Reasons of the Federal Magistrate

  1. The Federal Magistrate considered the primary dispute between the parties in the proceedings before him to be the schooling arrangements for child A, now in year 8, who at the time was soon to be entering high school. The mother sought that the child attend school Y, whereas the father preferred he attend school X.

  2. The Federal Magistrate acknowledged that another issue flowed from the schooling disagreement, that of child A’s time with the father. It is apparent then that the Federal Magistrate considered the choice of school for child A to be the immediate consideration, together with the question of whether the living arrangements for child A should be changed.

  3. It is clear from the reasons for judgment that the primary consideration in determining which school child A would attend was the financial capacity of the parties to pay the school Y fees. The Federal Magistrate noted that the current rate of school fees was approximately $19,270. His Honour considered at length the parties’ ability to pay these fees, and the impact this would have on the best interests of the children and their parents:

    25. … As I have indicated earlier, though, I have come to the conclusion that the financial pressures that would be placed on both the father’s household, and even more so upon the mother’s household, are so great and it would involve such a diversion of resources into payment of school fees, that it could not, on the available evidence, be seen as being in the best interests of the boys to allow that to occur.

  4. The orders made by the Federal Magistrate provided that child A attend


    school X throughout his school years, commencing in year 8 in 2012. The mother does not seek to appeal these orders, and it may therefore be seen that the parties are no longer in dispute about the schooling arrangements for


    child A.

  5. It should be noted that in respect of the parties’ time with child A which is the issue in the proposed appeal, the draft orders submitted by the mother do not significantly differ from the final orders made by the Federal Magistrate. The mother proposed orders that child A live on an alternative week basis with each parent, that the children attend school X, and that the father spend time and communicate with both children during school holidays, and on the father’s birthday and Father’s Day.

  6. However, in fairness to the mother, her understanding would reasonably have been that the draft orders were to be in accordance with the reasons heard by her orally on 21 November 2011. The orders which in her view ought to have been made may have been quite different to those foreshadowed by the reasons and directions of the Federal Magistrate.

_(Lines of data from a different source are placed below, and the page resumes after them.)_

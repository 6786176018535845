//! functional::core::grid — quantile-bounded evaluation grid and cell lookup.
//!
//! Purpose
//! -------
//! Discretize the observed reference signal into the fixed evaluation grid
//! on which the coefficient functions are estimated, and resolve arbitrary
//! scalar reference values into the grid cell whose estimate applies to
//! them.
//!
//! Key behaviors
//! -------------
//! - Bound the grid by the 5th and 95th empirical percentiles of the
//!   reference signal so extreme observations do not stretch the
//!   estimation range.
//! - Split the bounded range into `numpoints` equally spaced cut points and
//!   derive `numpoints + 1` evaluation points: the midpoints of adjacent
//!   cut points plus one linearly extrapolated point at each end.
//! - Assign any finite scalar to exactly one of the `numpoints + 1`
//!   half-open cells `(-∞, c₁], (c₁, c₂], …, (c_numpoints, ∞)`; the cell
//!   index doubles as the index into the evaluation-point and
//!   coefficient-field arrays.
//!
//! Invariants & assumptions
//! ------------------------
//! - `points().len() == cuts().len() + 1 == numpoints + 1`.
//! - Cut points are strictly increasing (guaranteed by the degenerate-range
//!   check at construction).
//! - Cell boundaries are closed on the right; [`SignalGrid::cell_of`] is
//!   monotone non-decreasing in its argument.
//!
//! Conventions
//! -----------
//! - Cell indices are 0-based: `x ≤ c₁` maps to cell 0 and `x > c_last`
//!   maps to cell `numpoints`.
//! - Percentiles use the empirical order statistics of the full signal
//!   passed to [`SignalGrid::build`], not of the trimmed design rows.
//!
//! Downstream usage
//! ----------------
//! - The model façades build one grid per fit, sweep the point estimator
//!   over `points()`, and route every design row through `cell_of` to pick
//!   the coefficient matrix used for its prediction.
//!
//! Testing notes
//! -------------
//! - Unit tests cover the evaluation-point count, right-closed boundary
//!   behavior, monotonicity of the cell index, and rejection of degenerate
//!   (constant) signals.
use crate::functional::errors::{FarError, FarResult};
use ndarray::ArrayView1;
use statrs::statistics::{Data, OrderStatistics};

/// Lower percentile bounding the evaluation range.
const LOWER_PERCENTILE: usize = 5;
/// Upper percentile bounding the evaluation range.
const UPPER_PERCENTILE: usize = 95;

/// SignalGrid — discretized reference-signal grid with cell assignment.
///
/// Purpose
/// -------
/// Hold the `numpoints` cut points partitioning the real line into
/// `numpoints + 1` cells together with the `numpoints + 1` evaluation
/// points at which the coefficient functions are estimated.
///
/// Fields
/// ------
/// - `cuts`: strictly increasing cut points `c₁ < … < c_numpoints` spanning
///   the 5th–95th percentile range of the reference signal.
/// - `points`: evaluation points, one per cell; interior points are
///   midpoints of adjacent cuts, the two boundary points extrapolate by the
///   common cut spacing.
///
/// Invariants
/// ----------
/// - `points.len() == cuts.len() + 1`.
/// - `points` is strictly increasing with uniform spacing equal to the cut
///   spacing.
///
/// Notes
/// -----
/// - Immutable after construction; cloned freely (two small vectors).
#[derive(Debug, Clone, PartialEq)]
pub struct SignalGrid {
    cuts: Vec<f64>,
    points: Vec<f64>,
}

impl SignalGrid {
    /// Build the evaluation grid from an observed reference signal.
    ///
    /// Parameters
    /// ----------
    /// - `u`: `ArrayView1<f64>`
    ///   Reference-signal values; all finite (enforced upstream by the data
    ///   containers).
    /// - `numpoints`: `usize`
    ///   Number of cut points; must be ≥ 2.
    ///
    /// Returns
    /// -------
    /// `FarResult<SignalGrid>` with `numpoints` cuts and `numpoints + 1`
    /// evaluation points.
    ///
    /// Errors
    /// ------
    /// - [`FarError::InvalidGridResolution`] if `numpoints < 2`.
    /// - [`FarError::EmptySeries`] if `u` is empty.
    /// - [`FarError::DegenerateSignalRange`] if the 5th and 95th empirical
    ///   percentiles coincide (constant or near-constant signal).
    ///
    /// Notes
    /// -----
    /// - With cut spacing `Δ = (q₉₅ − q₅) / (numpoints − 1)`, the interior
    ///   evaluation points are `(cᵢ + cᵢ₊₁)/2` and the two boundary points
    ///   extend the midpoint sequence by `Δ` on each side, so every cell —
    ///   including the two unbounded ones — has an evaluation location.
    pub fn build(u: ArrayView1<'_, f64>, numpoints: usize) -> FarResult<Self> {
        if numpoints < 2 {
            return Err(FarError::InvalidGridResolution(numpoints));
        }
        if u.is_empty() {
            return Err(FarError::EmptySeries);
        }

        let mut samples = Data::new(u.to_vec());
        let lower = samples.percentile(LOWER_PERCENTILE);
        let upper = samples.percentile(UPPER_PERCENTILE);
        if !(upper > lower) {
            return Err(FarError::DegenerateSignalRange { lower, upper });
        }

        let spacing = (upper - lower) / (numpoints - 1) as f64;
        let cuts: Vec<f64> = (0..numpoints).map(|i| lower + spacing * i as f64).collect();

        let mut points = Vec::with_capacity(numpoints + 1);
        let first_mid = (cuts[0] + cuts[1]) / 2.0;
        points.push(first_mid - spacing);
        for pair in cuts.windows(2) {
            points.push((pair[0] + pair[1]) / 2.0);
        }
        points.push((cuts[numpoints - 2] + cuts[numpoints - 1]) / 2.0 + spacing);

        Ok(SignalGrid { cuts, points })
    }

    /// Cell index of a scalar reference value.
    ///
    /// Parameters
    /// ----------
    /// - `x`: `f64`
    ///   Scalar reference value; finite by the data-container invariants.
    ///
    /// Returns
    /// -------
    /// The 0-based index in `[0, numpoints]` of the unique half-open cell
    /// `(-∞, c₁], (c₁, c₂], …, (c_numpoints, ∞)` containing `x`. Boundaries
    /// are closed on the right: `x == cᵢ` belongs to cell `i − 1`.
    ///
    /// Notes
    /// -----
    /// - Monotone non-decreasing in `x`, so ordered inputs map to ordered
    ///   cells.
    pub fn cell_of(&self, x: f64) -> usize {
        self.cuts.partition_point(|&c| c < x)
    }

    /// Number of cells (and evaluation points): `numpoints + 1`.
    pub fn n_cells(&self) -> usize {
        self.points.len()
    }

    /// Evaluation points, one per cell, strictly increasing.
    pub fn points(&self) -> &[f64] {
        &self.points
    }

    /// Cut points `c₁ < … < c_numpoints`.
    pub fn cuts(&self) -> &[f64] {
        &self.cuts
    }
}

#[cfg(test)]
mod tests {
    use super::*;
    use ndarray::Array1;

    // -------------------------------------------------------------------------
    // Scope
    // -----
    // These tests cover:
    // - The `numpoints + 1` evaluation-point invariant.
    // - Right-closed cell boundaries and the unbounded end cells.
    // - Monotonicity of `cell_of` over a sweep of inputs.
    // - Rejection of constant signals.
    //
    // They intentionally DO NOT cover:
    // - Percentile estimation accuracy (delegated to statrs).
    // -------------------------------------------------------------------------

    fn uniform_signal(n: usize) -> Array1<f64> {
        Array1::from_iter((0..n).map(|i| i as f64 / (n - 1) as f64))
    }

    #[test]
    // Purpose
    // -------
    // Verify the evaluation-point count and uniform spacing for a simple
    // uniform signal.
    //
    // Given
    // -----
    // - 1000 evenly spaced values in [0, 1] and numpoints = 50.
    //
    // Expect
    // ------
    // - 50 cuts, 51 evaluation points, and constant point spacing equal to
    //   the cut spacing.
    fn signal_grid_build_produces_numpoints_plus_one_points() {
        // Arrange
        let u = uniform_signal(1000);

        // Act
        let grid = SignalGrid::build(u.view(), 50).expect("grid should build for uniform signal");

        // Assert
        assert_eq!(grid.cuts().len(), 50);
        assert_eq!(grid.n_cells(), 51);

        let cut_spacing = grid.cuts()[1] - grid.cuts()[0];
        for pair in grid.points().windows(2) {
            assert!(
                (pair[1] - pair[0] - cut_spacing).abs() < 1e-12,
                "evaluation points should be uniformly spaced by the cut spacing"
            );
        }
    }

    #[test]
    // Purpose
    // -------
    // Verify right-closed boundaries: a value equal to a cut point belongs
    // to the cell on its left, and values beyond the last cut map to the
    // final cell.
    //
    // Given
    // -----
    // - A grid built from 1000 uniform values with numpoints = 10.
    //
    // Expect
    // ------
    // - `cell_of(c₁) == 0`, `cell_of(c₁ + ε) == 1`, values below the first
    //   cut map to 0, and values above the last cut map to numpoints.
    fn signal_grid_cell_of_is_closed_on_the_right() {
        // Arrange
        let u = uniform_signal(1000);
        let grid = SignalGrid::build(u.view(), 10).expect("grid should build");
        let c1 = grid.cuts()[0];
        let c_last = *grid.cuts().last().unwrap();

        // Act & Assert
        assert_eq!(grid.cell_of(c1), 0);
        assert_eq!(grid.cell_of(c1 + 1e-9), 1);
        assert_eq!(grid.cell_of(c1 - 100.0), 0);
        assert_eq!(grid.cell_of(c_last), grid.n_cells() - 2);
        assert_eq!(grid.cell_of(c_last + 1e-9), grid.n_cells() - 1);
        assert_eq!(grid.cell_of(c_last + 100.0), grid.n_cells() - 1);
    }

    #[test]
    // Purpose
    // -------
    // Check that the cell index is monotone non-decreasing in the input and
    // always lies in [0, numpoints].
    //
    // Given
    // -----
    // - A grid over [0, 1] and a fine sweep of inputs from −1 to 2.
    //
    // Expect
    // ------
    // - Cell indices never decrease along the sweep and stay in range.
    fn signal_grid_cell_of_is_monotone_and_in_range() {
        // Arrange
        let u = uniform_signal(500);
        let grid = SignalGrid::build(u.view(), 25).expect("grid should build");

        // Act & Assert
        let mut prev = 0usize;
        for step in 0..3000 {
            let x = -1.0 + 3.0 * step as f64 / 2999.0;
            let cell = grid.cell_of(x);
            assert!(cell < grid.n_cells(), "cell index out of range for x = {x}");
            assert!(cell >= prev, "cell index decreased at x = {x}");
            prev = cell;
        }
    }

    #[test]
    // Purpose
    // -------
    // Ensure a constant reference signal is rejected rather than producing
    // a zero-width grid.
    //
    // Given
    // -----
    // - 100 identical values.
    //
    // Expect
    // ------
    // - `FarError::DegenerateSignalRange`.
    fn signal_grid_build_rejects_constant_signal() {
        // Arrange
        let u = Array1::from_elem(100, 3.25);

        // Act
        let result = SignalGrid::build(u.view(), 50);

        // Assert
        assert!(matches!(result, Err(FarError::DegenerateSignalRange { .. })));
    }
}
use log::debug;
use snafu::ensure;

use crate::config::RateScale;
use crate::error::*;
use crate::records::{AggregateRecord, BranchRecord, MetricSet, Table};

#[derive(Eq, PartialEq, Debug, Clone, Copy)]
pub enum RankOrder {
    /// Highest values first.
    Top,
    /// Lowest values first.
    Bottom,
}

/// The first records of a table ordered by one metric.
///
/// Records with equal values keep their source order.
#[derive(PartialEq, Debug, Clone)]
pub struct RankedSubset<M> {
    pub order: RankOrder,
    pub records: Vec<BranchRecord<M>>,
}

impl<M> RankedSubset<M> {
    pub fn len(&self) -> usize {
        self.records.len()
    }

    pub fn is_empty(&self) -> bool {
        self.records.is_empty()
    }
}

/// Aggregates of a report.
///
/// The totals cover every displayed row, the company row included once
/// `add_aggregate_totals` has run. The average is the plain mean of the
/// per-branch values: large and small branches weigh the same, and the
/// company row is never part of it.
#[derive(PartialEq, Debug, Clone)]
pub struct SummaryStats {
    pub rows: usize,
    pub total_base: u64,
    pub total_flagged: u64,
    pub average: f64,
    /// Set when the averaged column is a rate.
    pub scale: Option<RateScale>,
}

pub fn top_n<M: MetricSet>(table: &Table<M>, column: M::Column, n: usize) -> RankedSubset<M> {
    rank(table, column, n, RankOrder::Top)
}

pub fn bottom_n<M: MetricSet>(table: &Table<M>, column: M::Column, n: usize) -> RankedSubset<M> {
    rank(table, column, n, RankOrder::Bottom)
}

fn rank<M: MetricSet>(
    table: &Table<M>,
    column: M::Column,
    n: usize,
    order: RankOrder,
) -> RankedSubset<M> {
    let mut sorted: Vec<&BranchRecord<M>> = table.iter().collect();
    // `sort_by` is stable: ties stay in source order in both directions.
    match order {
        RankOrder::Top => {
            sorted.sort_by(|a, b| b.metrics.value(column).total_cmp(&a.metrics.value(column)))
        }
        RankOrder::Bottom => {
            sorted.sort_by(|a, b| a.metrics.value(column).total_cmp(&b.metrics.value(column)))
        }
    }
    let records: Vec<BranchRecord<M>> = sorted.into_iter().take(n).cloned().collect();
    debug!(
        "rank: {:?} {} of {} by {:?}",
        order,
        records.len(),
        table.len(),
        column
    );
    RankedSubset { order, records }
}

/// Sums the two count columns and averages `column` over the branch rows.
pub fn summarize<M: MetricSet>(table: &Table<M>, column: M::Column) -> PipelineResult<SummaryStats> {
    ensure!(!table.is_empty(), EmptyDatasetSnafu {});
    let total_base: u64 = table.iter().map(|r| r.metrics.base()).sum();
    let total_flagged: u64 = table.iter().map(|r| r.metrics.flagged()).sum();
    let sum: f64 = table.iter().map(|r| r.metrics.value(column)).sum();
    let average = sum / table.len() as f64;
    Ok(SummaryStats {
        rows: table.len(),
        total_base,
        total_flagged,
        average,
        scale: M::scale_of(column),
    })
}

/// Adds the counts of the company row to the totals.
///
/// `rows` and `average` stay those of the branch rows.
pub fn add_aggregate_totals<M: MetricSet>(
    stats: SummaryStats,
    aggregate: Option<&AggregateRecord<M>>,
) -> SummaryStats {
    match aggregate {
        Some(total) => {
            debug!(
                "add_aggregate_totals: {:?} adds {} / {}",
                total.branch_name,
                total.metrics.base(),
                total.metrics.flagged()
            );
            SummaryStats {
                total_base: stats.total_base + total.metrics.base(),
                total_flagged: stats.total_flagged + total.metrics.flagged(),
                ..stats
            }
        }
        None => stats,
    }
}
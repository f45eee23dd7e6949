use std::marker::PhantomData;

use log::{debug, info};

use crate::assemble::assemble;
use crate::coerce::{coerce, coerce_aggregate};
use crate::config::{LoadedSheet, ReportData, ReportSettings};
use crate::error::*;
use crate::ranking::{add_aggregate_totals, bottom_n, summarize, top_n};
use crate::records::{build_aggregate, build_table, column_specs, MetricSet};

/// The entities of one uploaded sheet.
///
/// A session owns its data and is consumed by `generate`: nothing is shared
/// between two uploads.
#[derive(PartialEq, Debug, Clone)]
pub struct ReportSession<M> {
    settings: ReportSettings,
    sheet: LoadedSheet,
    _metrics: PhantomData<M>,
}

impl<M: MetricSet> ReportSession<M> {
    pub fn new(settings: ReportSettings, sheet: LoadedSheet) -> ReportSession<M> {
        ReportSession {
            settings,
            sheet,
            _metrics: PhantomData,
        }
    }

    /// Runs the whole pipeline on the sheet.
    ///
    /// Either a complete report is returned or the first error met: there is
    /// no partial report.
    pub fn generate(self) -> PipelineResult<ReportData> {
        let schema = &self.settings.schema;
        info!(
            "generate: {:?} report, {} branch rows, total row: {}",
            M::KIND,
            self.sheet.detail.rows.len(),
            self.sheet.aggregate.is_some()
        );

        let detail = coerce(&self.sheet.detail, &column_specs::<M>(schema, false))?;
        let aggregate = coerce_aggregate(
            &self.sheet.detail,
            self.sheet.aggregate.as_ref(),
            &column_specs::<M>(schema, true),
        )?;
        let table = build_table::<M>(&detail, schema)?;
        let total = build_aggregate::<M>(aggregate.as_ref(), schema)?;
        info!("generate: {} branch records", table.len());

        let rank_size = self.settings.rank_size;
        let top = top_n(&table, M::RATE_COLUMN, rank_size);
        let bottom = bottom_n(&table, M::RATE_COLUMN, rank_size);
        let stats = add_aggregate_totals(summarize(&table, M::RATE_COLUMN)?, total.as_ref());
        info!("generate: summary {:?}", stats);
        debug!(
            "generate: top {:?}",
            top.records.iter().map(|r| &r.branch_name).collect::<Vec<_>>()
        );
        debug!(
            "generate: bottom {:?}",
            bottom
                .records
                .iter()
                .map(|r| &r.branch_name)
                .collect::<Vec<_>>()
        );

        assemble(&self.settings, &table, total.as_ref(), &top, &bottom, &stats)
    }
}
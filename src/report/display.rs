use branch_metrics::format::format_field;
use branch_metrics::{RankedView, ReportData, ReportView};
use tabled::builder::Builder;
use tabled::settings::Style;

use crate::report::export::{render_text_chart, CHART_WIDTH};

/// A view as a markdown-styled table.
pub fn view_to_table(view: &ReportView) -> String {
    let mut builder = Builder::default();
    builder.push_record(view.headers.iter().cloned());
    for row in view.rows.iter() {
        builder.push_record(row.iter().map(format_field));
    }
    builder.build().with(Style::markdown()).to_string()
}

fn ranked_to_console(out: &mut Vec<String>, ranked: &RankedView) {
    out.push(ranked.view.title.clone());
    out.push(view_to_table(&ranked.view));
    out.push(ranked.narrative.clone());
    out.push(render_text_chart(&ranked.chart, CHART_WIDTH));
}

/// The whole report as console text.
pub fn report_to_console(report: &ReportData) -> String {
    let mut out: Vec<String> = vec![
        report.title.clone(),
        report.full_table.title.clone(),
        view_to_table(&report.full_table),
    ];
    out.extend(report.summary.lines.iter().cloned());
    ranked_to_console(&mut out, &report.top);
    ranked_to_console(&mut out, &report.bottom);
    out.join("\n\n")
}
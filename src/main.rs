use clap::Parser;
use env_logger::Env;
use log::{info, LevelFilter};
use snafu::ErrorCompat;

mod args;
mod report;

use crate::args::Args;

fn main() {
    let args = Args::parse();

    let mut builder = env_logger::Builder::from_env(Env::default().default_filter_or("info"));
    if args.verbose {
        builder.filter_level(LevelFilter::Debug);
    }
    builder.init();
    info!("args: {:?}", args);

    if let Err(e) = report::run_report(&args) {
        eprintln!("An error occured: {}", e);
        let mut source = std::error::Error::source(&e);
        while let Some(cause) = source {
            eprintln!("  caused by: {}", cause);
            source = cause.source();
        }
        if let Some(bt) = ErrorCompat::backtrace(&e) {
            eprintln!("trace: {}", bt);
        }
        std::process::exit(1);
    }
}
use clap::Parser;

/// Builds ranking and summary reports from branch performance spreadsheets.
#[derive(Parser, Debug, Clone)]
#[clap(author, version, about, long_about = None)]
pub struct Args {
    /// (file path or '-') The Excel file (.xlsx) with the branch report, '-' to read it from the
    /// standard input. Setting this option overrides the filePath that may be specified with the
    /// --config option.
    #[clap(short, long, value_parser)]
    pub input: Option<String>,

    /// (default app) The kind of report: 'app' for the customer app adoption report, 'ontime' for the
    /// report on requests resolved within the committed time.
    #[clap(short, long, value_parser)]
    pub dataset: Option<String>,

    /// (file path, optional) A JSON file describing the report: dataset, file, worksheet, header row,
    /// column names, ranking size, title.
    #[clap(short, long, value_parser)]
    pub config: Option<String>,

    /// (file path, 'stdout' or empty) If specified, the report will be written to the given location.
    /// Otherwise it is only printed on the console.
    #[clap(short, long, value_parser)]
    pub out: Option<String>,

    /// (default markdown) The format of the written report: 'markdown', 'docx' (Word document with
    /// chart images) or 'json'.
    #[clap(long, value_parser)]
    pub format: Option<String>,

    /// (default Sheet1) The name of the worksheet to use.
    #[clap(long, value_parser)]
    pub excel_worksheet_name: Option<String>,

    /// (0-based) The row of the column names. Defaults to 2 for 'app' and 3 for 'ontime'.
    #[clap(long, value_parser)]
    pub header_row: Option<usize>,

    /// (file path) A reference JSON summary. If provided, branchreport will check that the report
    /// matches the reference.
    #[clap(short, long, value_parser)]
    pub reference: Option<String>,

    // Other arguments
    /// If passed as an argument, will turn on verbose logging to the standard output.
    #[clap(long, takes_value = false)]
    pub verbose: bool,
}
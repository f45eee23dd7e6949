use snafu::Snafu;

use crate::coerce::CoercionTarget;

/// Errors that prevent a report from being produced.
///
/// None of them is recoverable by retrying: they mean that the uploaded
/// sheet does not match the report template, or that it holds no branch.
#[derive(Debug, Snafu)]
#[snafu(visibility(pub(crate)))]
pub enum PipelineError {
    #[snafu(display("Column {column:?} not found in the header row (line {line})"))]
    Schema { column: String, line: usize },

    #[snafu(display("Line {line}, column {column:?}: cannot read {content} as {target}"))]
    TypeCoercion {
        line: usize,
        column: String,
        content: String,
        target: CoercionTarget,
    },

    #[snafu(display("No branch rows to rank or summarize"))]
    EmptyDataset {},

    #[snafu(display("View {view:?} requests the unknown field {field:?}"))]
    Assembly { view: String, field: String },
}

pub type PipelineResult<T> = Result<T, PipelineError>;
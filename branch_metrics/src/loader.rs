use log::{debug, warn};
use snafu::OptionExt;
use unicode_normalization::UnicodeNormalization;

use crate::config::{LoadedSheet, RawCell, RawRow, RawTable, SheetLayout};
use crate::error::*;

/// Keyword that marks the company-wide total row in the branch column.
pub const DEFAULT_AGGREGATE_MARKER: &str = "công ty";

/// Tells if a branch name designates the company-wide total row.
///
/// The reports have no flag for this row: it is recognized by a keyword in
/// its name, case-insensitively and whatever the Unicode normal form of the
/// two strings. A real branch whose name contains the keyword would be
/// misclassified.
pub fn is_aggregate_row(branch_name: &str, marker: &str) -> bool {
    let marker = fold(marker);
    if marker.is_empty() {
        return false;
    }
    fold(branch_name).contains(&marker)
}

fn fold(s: &str) -> String {
    s.trim().nfc().collect::<String>().to_lowercase()
}

// Header cells are kept in composed form, the form of the built-in column names.
fn header_text(cell: &RawCell) -> String {
    cell.to_text().nfc().collect()
}

/// Splits the rows of a sheet into branch rows and the company total row.
///
/// `rows` are the rows of the used range of the sheet and `first_row` the
/// 0-based sheet index of `rows[0]`. The header is looked up at the absolute
/// index `layout.header_row`, and everything below it is data. Rows without
/// a branch name are dropped.
pub fn split_rows(
    rows: &[Vec<RawCell>],
    first_row: usize,
    layout: &SheetLayout,
) -> PipelineResult<LoadedSheet> {
    let header_line = layout.header_row + 1;
    let header_idx = layout
        .header_row
        .checked_sub(first_row)
        .filter(|idx| *idx < rows.len())
        .context(SchemaSnafu {
            column: layout.branch_column.clone(),
            line: header_line,
        })?;
    let header = &rows[header_idx];
    let columns: Vec<String> = header.iter().map(header_text).collect();
    debug!("split_rows: header at line {}: {:?}", header_line, columns);

    for required in layout.required_columns.iter() {
        if !columns.iter().any(|c| c == required) {
            return SchemaSnafu {
                column: required.clone(),
                line: header_line,
            }
            .fail();
        }
    }
    let branch_idx = columns
        .iter()
        .position(|c| *c == layout.branch_column)
        .context(SchemaSnafu {
            column: layout.branch_column.clone(),
            line: header_line,
        })?;

    let mut detail: Vec<RawRow> = Vec::new();
    let mut aggregate: Option<RawRow> = None;
    for (offset, cells) in rows.iter().enumerate().skip(header_idx + 1) {
        let line = first_row + offset + 1;
        let name_cell = cells.get(branch_idx).unwrap_or(&RawCell::Empty);
        if name_cell.is_blank() {
            debug!("split_rows: line {}: no branch name, skipping", line);
            continue;
        }
        let row = RawRow {
            line,
            branch_name: name_cell.to_text(),
            cells: cells.clone(),
        };
        if is_aggregate_row(&row.branch_name, &layout.aggregate_marker) {
            if let Some(first) = &aggregate {
                warn!(
                    "split_rows: line {}: second total row {:?} ignored, keeping {:?} (line {})",
                    line, row.branch_name, first.branch_name, first.line
                );
            } else {
                debug!("split_rows: line {}: total row {:?}", line, row.branch_name);
                aggregate = Some(row);
            }
        } else {
            detail.push(row);
        }
    }

    debug!(
        "split_rows: {} branch rows, total row: {}",
        detail.len(),
        aggregate.is_some()
    );
    Ok(LoadedSheet {
        detail: RawTable {
            header_line,
            columns,
            rows: detail,
        },
        aggregate,
    })
}

#[cfg(test)]
mod tests {
    use super::*;

    fn text(s: &str) -> RawCell {
        RawCell::Text(s.to_string())
    }

    fn layout(header_row: usize) -> SheetLayout {
        SheetLayout {
            header_row,
            branch_column: "Điện lực".to_string(),
            required_columns: vec!["STT".to_string(), "Điện lực".to_string()],
            aggregate_marker: DEFAULT_AGGREGATE_MARKER.to_string(),
        }
    }

    fn sheet() -> Vec<Vec<RawCell>> {
        vec![
            vec![text("BÁO CÁO"), RawCell::Empty],
            vec![RawCell::Empty, RawCell::Empty],
            vec![text(" STT "), text("Điện lực  ")],
            vec![RawCell::Int(1), text(" Điện lực Hải Châu ")],
            vec![RawCell::Empty, RawCell::Empty],
            vec![RawCell::Int(2), text("   ")],
            vec![RawCell::Float(3.0), text("Điện lực Sơn Trà")],
            vec![RawCell::Empty, text("CÔNG TY Điện lực Đà Nẵng")],
        ]
    }

    #[test]
    fn aggregate_marker_is_case_insensitive() {
        assert!(is_aggregate_row("Công ty Điện lực ABC", "công ty"));
        assert!(is_aggregate_row("  CÔNG TY ĐIỆN LỰC ABC ", "công ty"));
        assert!(!is_aggregate_row("Điện lực Hải Châu", "công ty"));
        assert!(!is_aggregate_row("Công ty", ""));
    }

    #[test]
    fn aggregate_marker_ignores_normal_form() {
        // "Công ty" with a combining circumflex and a combining horn.
        let decomposed = "Co\u{302}ng ty \u{110}ie\u{323}\u{302}n lu\u{31b}\u{323}c";
        assert!(is_aggregate_row(decomposed, "công ty"));
        assert!(is_aggregate_row("Công ty Điện lực", "Co\u{302}ng ty"));
        assert!(!is_aggregate_row("Cong ty", "công ty"));
    }

    #[test]
    fn decomposed_header_is_found() {
        let mut rows = sheet();
        rows[2] = vec![text("STT"), text("\u{110}ie\u{323}\u{302}n lu\u{31b}\u{323}c")];
        let res = split_rows(&rows, 0, &layout(2)).unwrap();
        assert_eq!(res.detail.columns[1], "Điện lực");
        assert_eq!(res.detail.rows.len(), 2);
    }

    #[test]
    fn splits_detail_and_aggregate_rows() {
        let res = split_rows(&sheet(), 0, &layout(2)).unwrap();
        assert_eq!(res.detail.columns, vec!["STT", "Điện lực"]);
        let names: Vec<&str> = res
            .detail
            .rows
            .iter()
            .map(|r| r.branch_name.as_str())
            .collect();
        assert_eq!(names, vec!["Điện lực Hải Châu", "Điện lực Sơn Trà"]);
        assert_eq!(res.detail.rows[0].line, 4);
        assert_eq!(res.detail.rows[1].line, 7);
        let total = res.aggregate.unwrap();
        assert_eq!(total.branch_name, "CÔNG TY Điện lực Đà Nẵng");
        assert_eq!(total.line, 8);
    }

    #[test]
    fn header_offset_is_absolute() {
        // The used range starts at the third sheet row.
        let rows: Vec<Vec<RawCell>> = sheet().into_iter().skip(2).collect();
        let res = split_rows(&rows, 2, &layout(2)).unwrap();
        assert_eq!(res.detail.rows.len(), 2);
        assert_eq!(res.detail.rows[0].line, 4);
    }

    #[test]
    fn missing_required_column() {
        let mut l = layout(2);
        l.required_columns.push("Tỷ lệ trễ hạn".to_string());
        let err = split_rows(&sheet(), 0, &l).unwrap_err();
        assert!(matches!(err, PipelineError::Schema { ref column, line: 3 } if column == "Tỷ lệ trễ hạn"));
    }

    #[test]
    fn header_beyond_sheet() {
        let err = split_rows(&sheet(), 0, &layout(20)).unwrap_err();
        assert!(matches!(err, PipelineError::Schema { .. }));
        let err = split_rows(&sheet(), 5, &layout(2)).unwrap_err();
        assert!(matches!(err, PipelineError::Schema { .. }));
    }

    #[test]
    fn keeps_first_aggregate_row_only() {
        let mut rows = sheet();
        rows.push(vec![RawCell::Empty, text("Công ty (lũy kế)")]);
        let res = split_rows(&rows, 0, &layout(2)).unwrap();
        assert_eq!(
            res.aggregate.map(|r| r.branch_name),
            Some("CÔNG TY Điện lực Đà Nẵng".to_string())
        );
        assert_eq!(res.detail.rows.len(), 2);
    }
}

  7. As will be explained, part of the mother’s proposed appeal relates to orders which she says ought to have been made and were not made. Those proposed orders of the mother concerned the husband’s living arrangements, specifically that:

    3. That the father […] shall remain living in the catchment area for [school X] until [child B] finishes Year 12 in 2019. The father may rent or buy property within the geographical bounds set by [school X] local area catchment requirements. The father is to move out of his current residence at [suburb D] as soon as practicable, but no later than the end of the current lease on 29 September 2012. After the father ends his current lease at [suburb D], the father is required to maintain his own residence (either renting or purchasing) and is not allowed to share with another person save and except his partner […] and her children.

  8. It is relevant therefore to set out the part of his Honour’s reasons which addressed the husband’s living arrangements:

    26.The father’s [suburb D] address appears, or it seems that it is accepted that that is the way that the father has been able to secure enrolment for [child A] at [school X].  I infer, at least, that at one level the mother can see that there are some benefits for [child A] to attend [school X].  It seems [child A] may, in some respects, be almost expecting it.  The situation is, the evidence discloses from [the father] that if [child A] is accepted into [school X], it does not necessarily mean that his sibling, young [child B], will automatically be accepted.  That will mean that in order to secure [child B’s] attendance at [school X], the father will need to remain living within the catchment area of [school X], at the very least until [child B] is enrolled and is attending the school.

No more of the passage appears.